## What to work on
Every entry has to be output exactly, with none skipped.

Collected data entries
********

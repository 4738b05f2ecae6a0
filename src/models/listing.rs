// ============================================================================
// Structures : Listing, Quote, Row
// ============================================================================
// Listing : un actif tel que renvoyé par /cryptocurrency/listings/latest
// Row     : la même donnée aplatie pour UNE devise de conversion
//
// CONCEPTS RUST :
// 1. Option<f64> : toutes les valeurs numériques peuvent être null côté API
// 2. HashMap<String, Quote> : les cotations sont indexées par code devise
// 3. #[serde(default)] : un champ absent du JSON prend sa valeur par défaut
// ============================================================================

use std::collections::HashMap;

use chrono::{DateTime, Utc};
use serde::{Deserialize, Deserializer, Serialize};

use crate::error::{FetchError, Result};

/// Un actif dans la réponse "latest listings"
#[derive(Debug, Clone, PartialEq, Serialize, Deserialize)]
pub struct Listing {
    /// Identifiant CoinMarketCap
    #[serde(default)]
    pub id: Option<u64>,

    /// Rang par capitalisation
    #[serde(rename = "cmc_rank")]
    pub rank: u32,

    /// Nom complet (ex: "Bitcoin")
    pub name: String,

    /// Symbole (ex: "BTC")
    pub symbol: String,

    #[serde(default)]
    pub slug: Option<String>,

    #[serde(default)]
    pub circulating_supply: Option<f64>,

    #[serde(default)]
    pub total_supply: Option<f64>,

    #[serde(default)]
    pub max_supply: Option<f64>,

    #[serde(default, deserialize_with = "lenient_datetime")]
    pub last_updated: Option<DateTime<Utc>>,

    /// Cotations par devise (ex: "USD" -> Quote)
    #[serde(default)]
    pub quote: HashMap<String, Quote>,
}

/// Cotation d'un actif dans une devise donnée
#[derive(Debug, Clone, Default, PartialEq, Serialize, Deserialize)]
pub struct Quote {
    #[serde(default)]
    pub price: Option<f64>,

    #[serde(default)]
    pub volume_24h: Option<f64>,

    #[serde(default)]
    pub market_cap: Option<f64>,

    #[serde(default)]
    pub percent_change_1h: Option<f64>,

    #[serde(default)]
    pub percent_change_24h: Option<f64>,

    #[serde(default)]
    pub percent_change_7d: Option<f64>,

    #[serde(default, deserialize_with = "lenient_datetime")]
    pub last_updated: Option<DateTime<Utc>>,
}

/// Ligne aplatie, encore numérique, pour une devise cible
#[derive(Debug, Clone, PartialEq)]
pub struct Row {
    pub rank: u32,
    pub name: String,
    pub symbol: String,
    pub price: Option<f64>,
    pub market_cap: Option<f64>,
    pub volume_24h: Option<f64>,
    pub percent_change_1h: Option<f64>,
    pub percent_change_24h: Option<f64>,
    pub percent_change_7d: Option<f64>,
    pub circulating_supply: Option<f64>,
    /// Horodatage de la cotation (à défaut, celui du listing)
    pub last_updated: Option<DateTime<Utc>>,
}

/// Horodatage RFC 3339, ou None si le fournisseur envoie autre chose
///
/// Un horodatage illisible ne doit pas faire échouer toute la récupération.
fn lenient_datetime<'de, D>(deserializer: D) -> std::result::Result<Option<DateTime<Utc>>, D::Error>
where
    D: Deserializer<'de>,
{
    let raw = Option::<serde_json::Value>::deserialize(deserializer)?;
    Ok(raw
        .as_ref()
        .and_then(serde_json::Value::as_str)
        .and_then(|s| DateTime::parse_from_rfc3339(s).ok())
        .map(|dt| dt.with_timezone(&Utc)))
}

impl Row {
    /// Extrait la ligne d'un listing pour la devise `currency`
    ///
    /// CONCEPT RUST : Ownership
    /// - `listing` est consommé : name et symbol sont déplacés, pas copiés
    /// - Le listing n'existe plus après la conversion
    ///
    /// # Erreurs
    /// `FetchError::Data` si le listing n'a pas de cotation pour `currency`
    pub fn from_listing(mut listing: Listing, currency: &str) -> Result<Self> {
        let quote = listing.quote.remove(currency).ok_or_else(|| {
            FetchError::Data(format!(
                "no {} quote for {} (rank {})",
                currency, listing.symbol, listing.rank
            ))
        })?;

        Ok(Self {
            rank: listing.rank,
            name: listing.name,
            symbol: listing.symbol,
            price: quote.price,
            market_cap: quote.market_cap,
            volume_24h: quote.volume_24h,
            percent_change_1h: quote.percent_change_1h,
            percent_change_24h: quote.percent_change_24h,
            percent_change_7d: quote.percent_change_7d,
            circulating_supply: listing.circulating_supply,
            last_updated: quote.last_updated.or(listing.last_updated),
        })
    }
}

// ============================================================================
// Tests unitaires
// ============================================================================
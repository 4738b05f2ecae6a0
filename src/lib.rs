// ============================================================================
// CryptoFetch - Library
// ============================================================================
// Expose les modules publics pour le binaire et les tests d'intégration
// ============================================================================

pub mod api;       // Client API CoinMarketCap
pub mod cli;       // Arguments de la ligne de commande
pub mod config;    // Résolution de la configuration
pub mod display;   // Rendu du tableau
pub mod error;     // Taxonomie des erreurs
pub mod format;    // Formatage des nombres
pub mod models;    // Structures de données

pub use error::{FetchError, Result, TransportError};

********

## Response
repository 4738b05f2ecae6a0
filename src/models/listing.rs
// ============================================================================
// Structures : Listing, Quote, Row
// ============================================================================
// Listing : un actif tel que renvoyé par /cryptocurrency/listings/latest
// Row     : la même donnée aplatie pour UNE devise de conversion
//
// CONCEPTS RUST :
// 1. Option<f64> : toutes les valeurs numériques peuvent être null côté API
// 2. HashMap<String, Quote> : les cotations sont indexées par code devise
// 3. #[serde(default)] : un champ absent du JSON prend sa valeur par défaut
// ============================================================================

use std::collections::HashMap;

use chrono::{DateTime, Utc};
use serde::{Deserialize, Deserializer, Serialize};

use crate::error::{FetchError, Result};

/// Un actif dans la réponse "latest listings"
#[derive(Debug, Clone, PartialEq, Serialize, Deserialize)]
pub struct Listing {
    /// Identifiant CoinMarketCap
    #[serde(default)]
    pub id: Option<u64>,

    /// Rang par capitalisation
    #[serde(rename = "cmc_rank")]
    pub rank: u32,

    /// Nom complet (ex: "Bitcoin")
    pub name: String,

    /// Symbole (ex: "BTC")
    pub symbol: String,

    #[serde(default)]
    pub slug: Option<String>,

    #[serde(default)]
    pub circulating_supply: Option<f64>,

    #[serde(default)]
    pub total_supply: Option<f64>,

    #[serde(default)]
    pub max_supply: Option<f64>,

    #[serde(default, deserialize_with = "lenient_datetime")]
    pub last_updated: Option<DateTime<Utc>>,

    /// Cotations par devise (ex: "USD" -> Quote)
    #[serde(default)]
    pub quote: HashMap<String, Quote>,
}

/// Cotation d'un actif dans une devise donnée
#[derive(Debug, Clone, Default, PartialEq, Serialize, Deserialize)]
pub struct Quote {
    #[serde(default)]
    pub price: Option<f64>,

    #[serde(default)]
    pub volume_24h: Option<f64>,

    #[serde(default)]
    pub market_cap: Option<f64>,

    #[serde(default)]
    pub percent_change_1h: Option<f64>,

    #[serde(default)]
    pub percent_change_24h: Option<f64>,

    #[serde(default)]
    pub percent_change_7d: Option<f64>,

    #[serde(default, deserialize_with = "lenient_datetime")]
    pub last_updated: Option<DateTime<Utc>>,
}

/// Ligne aplatie, encore numérique, pour une devise cible
#[derive(Debug, Clone, PartialEq)]
pub struct Row {
    pub rank: u32,
    pub name: String,
    pub symbol: String,
    pub price: Option<f64>,
    pub market_cap: Option<f64>,
    pub volume_24h: Option<f64>,
    pub percent_change_1h: Option<f64>,
    pub percent_change_24h: Option<f64>,
    pub percent_change_7d: Option<f64>,
    pub circulating_supply: Option<f64>,
    /// Horodatage de la cotation (à défaut, celui du listing)
    pub last_updated: Option<DateTime<Utc>>,
}

/// Horodatage RFC 3339, ou None si le fournisseur envoie autre chose
///
/// Un horodatage illisible ne doit pas faire échouer toute la récupération.
fn lenient_datetime<'de, D>(deserializer: D) -> std::result::Result<Option<DateTime<Utc>>, D::Error>
where
    D: Deserializer<'de>,
{
    let raw = Option::<serde_json::Value>::deserialize(deserializer)?;
    Ok(raw
        .as_ref()
        .and_then(serde_json::Value::as_str)
        .and_then(|s| DateTime::parse_from_rfc3339(s).ok())
        .map(|dt| dt.with_timezone(&Utc)))
}

impl Row {
    /// Extrait la ligne d'un listing pour la devise `currency`
    ///
    /// CONCEPT RUST : Ownership
    /// - `listing` est consommé : name et symbol sont déplacés, pas copiés
    /// - Le listing n'existe plus après la conversion
    ///
    /// # Erreurs
    /// `FetchError::Data` si le listing n'a pas de cotation pour `currency`
    pub fn from_listing(mut listing: Listing, currency: &str) -> Result<Self> {
        let quote = listing.quote.remove(currency).ok_or_else(|| {
            FetchError::Data(format!(
                "no {} quote for {} (rank {})",
                currency, listing.symbol, listing.rank
            ))
        })?;

        Ok(Self {
            rank: listing.rank,
            name: listing.name,
            symbol: listing.symbol,
            price: quote.price,
            market_cap: quote.market_cap,
            volume_24h: quote.volume_24h,
            percent_change_1h: quote.percent_change_1h,
            percent_change_24h: quote.percent_change_24h,
            percent_change_7d: quote.percent_change_7d,
            circulating_supply: listing.circulating_supply,
            last_updated: quote.last_updated.or(listing.last_updated),
        })
    }
}

// ============================================================================
// Tests unitaires
// ============================================================================
repository 4738b05f2ecae6a0
filename src/lib.rs
// ============================================================================
// CryptoFetch - Library
// ============================================================================
// Expose les modules publics pour le binaire et les tests d'intégration
// ============================================================================

pub mod api;       // Client API CoinMarketCap
pub mod cli;       // Arguments de la ligne de commande
pub mod config;    // Résolution de la configuration
pub mod display;   // Rendu du tableau
pub mod error;     // Taxonomie des erreurs
pub mod format;    // Formatage des nombres
pub mod models;    // Structures de données

pub use error::{FetchError, Result, TransportError};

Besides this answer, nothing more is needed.